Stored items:
//! # Handler Flows
//!
//! JSON requests through the node container: wire format, error reporting,
//! request limits and dataset persistence.

#[cfg(test)]
mod tests {
    use crate::fixtures::*;
    use cbam_node::{dispatch, dispatch_and_persist, load_dataset, NodeConfig, NodeContainer};
    use cbam_propagation::{
        ChainId, EmissionRequest, EmissionResponsePayload, ErrorKind, Operation, ProcessId,
        PropagationConfig, RequestEnvelope, ResponseEnvelope,
    };

    fn sample_container(config: NodeConfig) -> NodeContainer {
        NodeContainer::from_dataset(sample_dataset(), config).unwrap()
    }

    #[tokio::test]
    async fn test_json_request_roundtrip() {
        let container = sample_container(NodeConfig::default());
        let envelope: RequestEnvelope = serde_json::from_str(
            r#"{
                "correlation_id": "0b1c5a5e-6f0e-4e44-9d37-1a2b3c4d5e6f",
                "request": {"operation": "propagate_chain", "chain_id": 1}
            }"#,
        )
        .unwrap();
        let correlation_id = envelope.correlation_id;

        let response = container.handler.handle(envelope).await;
        let json = serde_json::to_value(&response).unwrap();

        assert_eq!(response.correlation_id, correlation_id);
        assert_eq!(json["success"], true);
        assert_eq!(json["payload"]["kind"], "chain_propagation");
        assert_eq!(
            json["payload"]["data"]["summary"]["last_process_cumulative"],
            "22.000000"
        );

        let decoded: ResponseEnvelope = serde_json::from_value(json).unwrap();
        assert_eq!(decoded, response);
    }

    #[tokio::test]
    async fn test_error_names_operation_and_identifier() {
        let container = sample_container(NodeConfig::default());

        let response = dispatch(
            &container,
            EmissionRequest::PropagatePoint {
                source_id: ProcessId(1),
                target_id: ProcessId(77),
            },
        )
        .await;

        assert!(!response.success);
        assert!(response.payload.is_none());
        let error = response.error.unwrap();
        assert_eq!(error.kind, ErrorKind::NotFound);
        assert_eq!(error.operation, Operation::PropagatePoint);
        assert!(error.message.starts_with("propagate_point:"));
        assert!(error.message.contains("77"));
    }

    #[tokio::test]
    async fn test_configured_chain_limit_applies_to_requests() {
        let config = NodeConfig {
            propagation: PropagationConfig {
                max_chain_length: 3,
                ..Default::default()
            },
            ..Default::default()
        };
        let container = sample_container(config);

        let rejected = dispatch(
            &container,
            EmissionRequest::DetectChains {
                max_chain_length: Some(4),
            },
        )
        .await;
        let accepted = dispatch(
            &container,
            EmissionRequest::DetectChains {
                max_chain_length: Some(3),
            },
        )
        .await;

        assert_eq!(rejected.error.unwrap().kind, ErrorKind::Validation);
        assert!(matches!(
            accepted.payload,
            Some(EmissionResponsePayload::DetectedChains(ref chains)) if chains.len() == 1
        ));
    }

    #[tokio::test]
    async fn test_persisted_dataset_keeps_propagated_values() {
        let dir = tempfile::tempdir().unwrap();
        let path = dir.path().join("dataset.json");
        std::fs::write(&path, SAMPLE_DATASET).unwrap();

        let config = NodeConfig {
            dataset: Some(path.clone()),
            persist: true,
            ..Default::default()
        };
        let container = NodeContainer::new(config).unwrap();
        let response = dispatch(&container, EmissionRequest::PropagateGraph { roots: None }).await;
        assert!(response.success);
        container.persist().unwrap();

        let reloaded = load_dataset(&path).unwrap();
        let record = reloaded
            .emission_records
            .iter()
            .find(|record| record.process_id == ProcessId(3))
            .unwrap();
        assert_eq!(record.cumulative_emission, Some(em("22")));
        assert_eq!(reloaded.edges.len(), sample_dataset().edges.len());
    }

    #[tokio::test]
    async fn test_persist_is_noop_when_disabled() {
        let dir = tempfile::tempdir().unwrap();
        let path = dir.path().join("dataset.json");
        std::fs::write(&path, SAMPLE_DATASET).unwrap();

        let config = NodeConfig {
            dataset: Some(path.clone()),
            ..Default::default()
        };
        let container = NodeContainer::new(config).unwrap();
        dispatch(&container, EmissionRequest::PropagateGraph { roots: None }).await;
        container.persist().unwrap();

        assert_eq!(std::fs::read_to_string(&path).unwrap(), SAMPLE_DATASET);
    }

    #[tokio::test]
    async fn test_failed_chain_persists_committed_steps() {
        let dir = tempfile::tempdir().unwrap();
        let path = dir.path().join("dataset.json");
        let mut dataset = sample_dataset();
        // Blast furnace loses its record, so the chain stops at step 2.
        dataset
            .emission_records
            .retain(|record| record.process_id != ProcessId(2));
        std::fs::write(&path, serde_json::to_string_pretty(&dataset).unwrap()).unwrap();

        let config = NodeConfig {
            dataset: Some(path.clone()),
            persist: true,
            ..Default::default()
        };
        let container = NodeContainer::new(config).unwrap();
        let response = dispatch_and_persist(
            &container,
            EmissionRequest::PropagateChain {
                chain_id: ChainId(1),
            },
        )
        .await
        .unwrap();

        assert!(!response.success);
        assert_eq!(response.error.unwrap().kind, ErrorKind::NotFound);

        let reloaded = load_dataset(&path).unwrap();
        let cumulative = |id: i64| {
            reloaded
                .emission_records
                .iter()
                .find(|record| record.process_id == ProcessId(id))
                .and_then(|record| record.cumulative_emission)
        };
        assert_eq!(cumulative(1), Some(em("10")));
        assert_eq!(cumulative(3), None);
    }
}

_Exercise details_:
Repeat the entries above exactly, beginning at their first line and ending with the line that contains "let json = serde_json::to_value(&response).unwrap();", with nothing added.

_Exercise result_:
//! # Handler Flows
//!
//! JSON requests through the node container: wire format, error reporting,
//! request limits and dataset persistence.

#[cfg(test)]
mod tests {
    use crate::fixtures::*;
    use cbam_node::{dispatch, dispatch_and_persist, load_dataset, NodeConfig, NodeContainer};
    use cbam_propagation::{
        ChainId, EmissionRequest, EmissionResponsePayload, ErrorKind, Operation, ProcessId,
        PropagationConfig, RequestEnvelope, ResponseEnvelope,
    };

    fn sample_container(config: NodeConfig) -> NodeContainer {
        NodeContainer::from_dataset(sample_dataset(), config).unwrap()
    }

    #[tokio::test]
    async fn test_json_request_roundtrip() {
        let container = sample_container(NodeConfig::default());
        let envelope: RequestEnvelope = serde_json::from_str(
            r#"{
                "correlation_id": "0b1c5a5e-6f0e-4e44-9d37-1a2b3c4d5e6f",
                "request": {"operation": "propagate_chain", "chain_id": 1}
            }"#,
        )
        .unwrap();
        let correlation_id = envelope.correlation_id;

        let response = container.handler.handle(envelope).await;
        let json = serde_json::to_value(&response).unwrap();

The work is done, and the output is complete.